INSTRUCTIONS TO FOLLOW:
Copy the entries exactly, through the "use crate::crawler::runner::binary_available;" line.

SUPPLIED ENTRIES:
——
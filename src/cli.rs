//! Command-line interface.

use std::path::PathBuf;

use anyhow::{bail, Context, Result};
use clap::{Args, Parser, Subcommand};

use crate::config::{load_settings, Settings};
use crate::crawler::runner::binary_available;
use crate::models::{ArchiveJob, ArchiveRequest, ScheduleCadence, SettingType};
use crate::services::{validate_submission, PipelineOutcome, Services};

#[derive(Debug, Parser)]
#[command(name = "arkivdium", version, about = "Website archiving with HTTrack")]
pub struct Cli {
    /// Data directory (overrides the configured target)
    #[arg(long, global = true, env = "ARKIVDIUM_DATA_DIR")]
    pub data_dir: Option<PathBuf>,

    #[command(subcommand)]
    pub command: Commands,
}

#[derive(Debug, Subcommand)]
pub enum Commands {
    /// Start the web server and the scheduler
    Serve {
        #[arg(long, default_value = "127.0.0.1", env = "ARKIVDIUM_HOST")]
        host: String,
        #[arg(short, long, default_value_t = 3000, env = "ARKIVDIUM_PORT")]
        port: u16,
    },

    /// Archive a site now, or create a schedule with --schedule
    Archive(ArchiveArgs),

    /// List archives for an owner
    List {
        #[arg(long)]
        owner: String,
        /// Page number, starting at 0
        #[arg(long, default_value_t = 0)]
        page: u32,
    },

    /// Delete an archive and its files
    Delete {
        #[arg(long)]
        owner: String,
        id: String,
    },

    /// Manage scheduled archives
    Schedules {
        #[command(subcommand)]
        command: ScheduleCommands,
    },

    /// Check that the crawler binary and data directories are usable
    Check,
}

#[derive(Debug, Subcommand)]
pub enum ScheduleCommands {
    List {
        #[arg(long)]
        owner: String,
        #[arg(long, default_value_t = 0)]
        page: u32,
    },
    Pause {
        #[arg(long)]
        owner: String,
        id: String,
    },
    Resume {
        #[arg(long)]
        owner: String,
        id: String,
    },
    Delete {
        #[arg(long)]
        owner: String,
        id: String,
    },
}

#[derive(Debug, Args)]
pub struct ArchiveArgs {
    #[arg(long)]
    pub owner: String,
    /// Where the result email goes
    #[arg(long)]
    pub email: String,
    /// Start URL (standard settings)
    #[arg(long, required_unless_present = "advanced")]
    pub url: Option<String>,
    /// Domains the crawl may follow
    #[arg(long = "include")]
    pub include_domains: Vec<String>,
    /// Paths to skip, e.g. /private
    #[arg(long = "exclude")]
    pub exclude_paths: Vec<String>,
    /// 0 = ignore robots.txt, 1 = obey for files, 2 = obey fully
    #[arg(long, default_value_t = 0)]
    pub robots: u8,
    /// HTTrack structure option (-N)
    #[arg(long, default_value_t = 0)]
    pub structure: u8,
    /// Raw crawler arguments, passed through unmodified
    #[arg(long, conflicts_with = "url")]
    pub advanced: Option<String>,
    /// Create a recurring schedule instead of running once
    #[arg(long, value_parser = parse_cadence)]
    pub schedule: Option<ScheduleCadence>,
}

fn parse_cadence(s: &str) -> Result<ScheduleCadence, String> {
    ScheduleCadence::from_str(s).ok_or_else(|| format!("expected daily, weekly or monthly, got '{}'", s))
}

impl ArchiveArgs {
    fn to_request(&self) -> ArchiveRequest {
        ArchiveRequest {
            setting_type: if self.advanced.is_some() {
                SettingType::Advanced
            } else {
                SettingType::Standard
            },
            url: self.url.clone(),
            include_domains: self.include_domains.clone(),
            exclude_paths: self.exclude_paths.clone(),
            robots: self.robots,
            structure: self.structure,
            advanced_setting: self.advanced.clone(),
            email: self.email.clone(),
            schedule: self.schedule,
        }
    }
}

impl Cli {
    /// Settings from config files, with command-line overrides applied.
    pub async fn settings(&self) -> Settings {
        let settings = load_settings().await;
        match self.data_dir {
            Some(ref dir) => Settings {
                crawler: settings.crawler,
                mail: settings.mail,
                server_domain: settings.server_domain,
                schedule_tick: settings.schedule_tick,
                database_filename: settings.database_filename,
                ..Settings::with_data_dir(dir.clone())
            },
            None => settings,
        }
    }

    pub async fn run(self) -> Result<()> {
        let settings = self.settings().await;

        if let Commands::Check = self.command {
            return check(&settings);
        }

        let services = Services::open(settings)
            .await
            .context("Failed to open the archive database")?;

        match self.command {
            Commands::Serve { ref host, port } => crate::server::serve(services, host, port).await,
            Commands::Archive(ref args) => archive(&services, args).await,
            Commands::List { ref owner, page } => {
                let total = services.archives.count(owner).await?;
                for record in services.archives.list(owner, page).await? {
                    println!(
                        "{}  {}  {:>10}  {}  {}",
                        record.id,
                        record.created_at.format("%Y-%m-%d %H:%M"),
                        crate::archiver::format_size(record.file_size),
                        record.file_name,
                        record.source_url
                    );
                }
                println!("page {} ({} archives total)", page, total);
                Ok(())
            }
            Commands::Delete { ref owner, ref id } => {
                let record = services.archives.delete(owner, id).await?;
                println!("Deleted {}", record.file_name);
                Ok(())
            }
            Commands::Schedules { ref command } => schedules(&services, command).await,
            Commands::Check => Ok(()),
        }
    }
}

fn check(settings: &Settings) -> Result<()> {
    let binary = settings.crawler.binary_path();
    settings
        .ensure_directories()
        .with_context(|| format!("Cannot create {}", settings.data_dir.display()))?;
    println!("data directory: {}", settings.data_dir.display());
    println!("archives:       {}", settings.archives_dir.display());
    println!("previews:       {}", settings.previews_dir.display());

    if !binary_available(&binary) {
        bail!("Crawler binary {} not found", binary);
    }
    println!("crawler:        {}", binary);
    Ok(())
}

async fn archive(services: &Services, args: &ArchiveArgs) -> Result<()> {
    let validated = validate_submission(&args.to_request(), &services.settings.crawler)?;

    if let Some(cadence) = validated.schedule {
        let job = services.schedules.create(&args.owner, validated, cadence).await?;
        println!("Created {} schedule {}", job.cadence.as_str(), job.id);
        return Ok(());
    }

    let job = ArchiveJob::new(validated.settings, args.owner.clone(), validated.email);
    match services.pipeline.run(&job).await {
        PipelineOutcome::Completed(record) => {
            println!(
                "Archived {} as {} ({})",
                record.source_url,
                record.file_name,
                crate::archiver::format_size(record.file_size)
            );
            Ok(())
        }
        PipelineOutcome::Failed { stage, error } => {
            bail!("Archive failed during {}: {}", stage, error)
        }
    }
}

async fn schedules(services: &Services, command: &ScheduleCommands) -> Result<()> {
    match command {
        ScheduleCommands::List { owner, page } => {
            for job in services.schedules.list(owner, *page).await? {
                println!(
                    "{}  {:<8} {:<7} next {}  {}",
                    job.id,
                    job.cadence.as_str(),
                    if job.paused { "paused" } else { "active" },
                    job.next_run_at.format("%Y-%m-%d %H:%M"),
                    job.settings.display_url()
                );
            }
        }
        ScheduleCommands::Pause { owner, id } => {
            services.schedules.pause(owner, id).await?;
            println!("Paused {}", id);
        }
        ScheduleCommands::Resume { owner, id } => {
            let job = services.schedules.resume(owner, id).await?;
            println!("Resumed {}, next run at {}", id, job.next_run_at);
        }
        ScheduleCommands::Delete { owner, id } => {
            services.schedules.delete(owner, id).await?;
            println!("Deleted schedule {}", id);
        }
    }
    Ok(())
}

#[cfg(test)]
mod tests {
    use super::*;

    #[test]
    fn test_archive_args_to_request() {
        let cli = Cli::try_parse_from([
            "arkivdium",
            "archive",
            "--owner",
            "alice",
            "--email",
            "alice@example.org",
            "--url",
            "https://example.com",
            "--include",
            "example.com",
            "--exclude",
            "/private",
            "--schedule",
            "weekly",
        ])
        .unwrap();

        let Commands::Archive(args) = cli.command else {
            panic!("expected archive command");
        };
        let request = args.to_request();
        assert_eq!(request.setting_type, SettingType::Standard);
        assert_eq!(request.include_domains, vec!["example.com"]);
        assert_eq!(request.schedule, Some(ScheduleCadence::Weekly));
        assert!(request.validate().is_ok());
    }

    #[test]
    fn test_advanced_conflicts_with_url() {
        let result = Cli::try_parse_from([
            "arkivdium",
            "archive",
            "--owner",
            "alice",
            "--email",
            "alice@example.org",
            "--url",
            "https://example.com",
            "--advanced",
            "https://example.com -r2",
        ]);
        assert!(result.is_err());
    }
}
——
REPLY:
filename src/cli.rs
//! Command-line interface.

use std::path::PathBuf;

use anyhow::{bail, Context, Result};
use clap::{Args, Parser, Subcommand};

use crate::config::{load_settings, Settings};
use crate::crawler::runner::binary_available;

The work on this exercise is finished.